Book 1 of 52: Death in the Afternoon

My New Year's resolution is to read a book a week throughout 2012. If I read it, I might as well write  a review, right?

I didn't really have any expectations when Carol brought me Ernest Hemingway's Death in the Afternoon as an unabridged audiobook from the library. I love Hemingway: the terseness that, in Death... sometimes approaches self caricature; the depth of thought and conviction beneath the simplicity of the story; the richly textured world his characters inhabit.

I never realized that I love Hemingway's sense of humor. It may be that, in his other works I've read, the humor is overshadowed by his seriousness, by the great man trying to be great. I was prepared for Death... to be a book about bullfighting, but it's really a self- and critic-mocking books about life and performance, and where the two coincide to create art.

The highlight of the book for me revolves around the "old woman," a character that Hemingway creates in the midst of this 'non-fiction' book to stand in place of the bullfighting amateur to whom he may impart his wisdom on bulls, bullfights and bullfighters (and the various venereal disease to which they are prone). At her insistence, he weaves into his book on bullfighting, stories, digressions on art and literature (and the flaws of its critics), and his views on courage.

The most important lesson for us to take from the bullfight is the pride of the matador. A matador deserves to be applauded if he performs all parts of the bullfight honestly and to the best of his ability; we should not hold it against a matador if he is too fat to face the bull in a stately manner, nor if he is too slow of foot to make brilliant passes with the muleta.
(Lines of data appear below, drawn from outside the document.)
//! # Mail Collaborator
//!
//! A single "send message with optional attachments" operation. [`HttpMailer`] posts
//! to a JSON mail-relay API with base64-encoded attachments.

use async_trait::async_trait;
use base64::Engine;
use reqwest::{Client, Url};
use serde::Serialize;
use std::path::PathBuf;
use std::time::Duration;
use tracing::{debug, info};

use crate::config::DeliveryConfig;
use crate::error::{FulfillmentError, Result};

#[derive(Debug, Clone, PartialEq, Eq)]
pub struct Attachment {
    pub filename: String,
    pub path: PathBuf,
}

#[derive(Debug, Clone, PartialEq, Eq)]
pub struct EmailMessage {
    pub to: String,
    pub subject: String,
    pub text: String,
    pub attachments: Vec<Attachment>,
}

impl EmailMessage {
    pub fn new(to: impl Into<String>, subject: impl Into<String>, text: impl Into<String>) -> Self {
        Self {
            to: to.into(),
            subject: subject.into(),
            text: text.into(),
            attachments: Vec::new(),
        }
    }

    pub fn with_attachment(mut self, attachment: Attachment) -> Self {
        self.attachments.push(attachment);
        self
    }
}

#[async_trait]
pub trait Mailer: Send + Sync {
    async fn send(&self, message: EmailMessage) -> Result<()>;
}

#[derive(Serialize)]
struct RelayAttachment {
    filename: String,
    content: String,
}

#[derive(Serialize)]
struct RelayMessage<'a> {
    from: &'a str,
    to: &'a str,
    subject: &'a str,
    text: &'a str,
    attachments: Vec<RelayAttachment>,
}

#[derive(Clone)]
pub struct HttpMailer {
    client: Client,
    endpoint: Url,
    api_key: String,
    from_address: String,
}

impl std::fmt::Debug for HttpMailer {
    fn fmt(&self, f: &mut std::fmt::Formatter<'_>) -> std::fmt::Result {
        f.debug_struct("HttpMailer")
            .field("endpoint", &self.endpoint.as_str())
            .field("from_address", &self.from_address)
            .field("api_key_set", &!self.api_key.is_empty())
            .finish()
    }
}

impl HttpMailer {
    pub fn new(config: &DeliveryConfig) -> Result<Self> {
        let endpoint = Url::parse(&config.mail_api_url).map_err(|e| {
            FulfillmentError::Configuration(format!("Invalid mail API URL: {e}"))
        })?;

        let client = Client::builder()
            .timeout(Duration::from_secs(60))
            .user_agent(format!("fulfillment-worker/{}", env!("CARGO_PKG_VERSION")))
            .build()
            .map_err(|e| {
                FulfillmentError::Configuration(format!("Failed to create HTTP client: {e}"))
            })?;

        info!(endpoint = %endpoint, "Created mail relay client");
        Ok(Self {
            client,
            endpoint,
            api_key: config.mail_api_key.clone(),
            from_address: config.from_address.clone(),
        })
    }
}

#[async_trait]
impl Mailer for HttpMailer {
    async fn send(&self, message: EmailMessage) -> Result<()> {
        let mut attachments = Vec::with_capacity(message.attachments.len());
        for attachment in &message.attachments {
            let bytes = tokio::fs::read(&attachment.path).await?;
            attachments.push(RelayAttachment {
                filename: attachment.filename.clone(),
                content: base64::engine::general_purpose::STANDARD.encode(bytes),
            });
        }

        let body = RelayMessage {
            from: &self.from_address,
            to: &message.to,
            subject: &message.subject,
            text: &message.text,
            attachments,
        };

        let mut request = self.client.post(self.endpoint.clone()).json(&body);
        if !self.api_key.is_empty() {
            request = request.bearer_auth(&self.api_key);
        }

        let response = request
            .send()
            .await
            .map_err(|e| FulfillmentError::Mail(format!("Mail relay request failed: {e}")))?;

        let status = response.status();
        if !status.is_success() {
            let detail = response.text().await.unwrap_or_default();
            return Err(FulfillmentError::Mail(format!(
                "Mail relay returned {status}: {detail}"
            )));
        }

        debug!(
            to = %message.to,
            subject = %message.subject,
            attachments = message.attachments.len(),
            "Email sent"
        );
        Ok(())
    }
}

#[cfg(test)]
mod tests {
    use super::*;

    #[test]
    fn test_rejects_invalid_endpoint() {
        let config = DeliveryConfig {
            mail_api_url: "not a url".to_string(),
            ..DeliveryConfig::default()
        };
        let err = HttpMailer::new(&config).unwrap_err();
        assert!(matches!(err, FulfillmentError::Configuration(_)));
    }

    #[test]
    fn test_debug_hides_api_key() {
        let config = DeliveryConfig {
            mail_api_key: "secret".to_string(),
            ..DeliveryConfig::default()
        };
        let mailer = HttpMailer::new(&config).unwrap();
        let debug = format!("{mailer:?}");
        assert!(!debug.contains("secret"));
        assert!(debug.contains("api_key_set: true"));
    }
}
If he tries truly and passionately and sincerely then what he has done will always be "very fine."

And that is precisely what Hemingway has given us: a very fine book; a nonfiction that is equal parts American essay in the tradition of Emerson and Thoreau and travel writing; a meta(non?)fiction that deconstructs our criticism of its flaws even as they form; a novel through digression that presages works like Nabokov's Pale Fire. It's been quite a while since I enjoyed a book this much.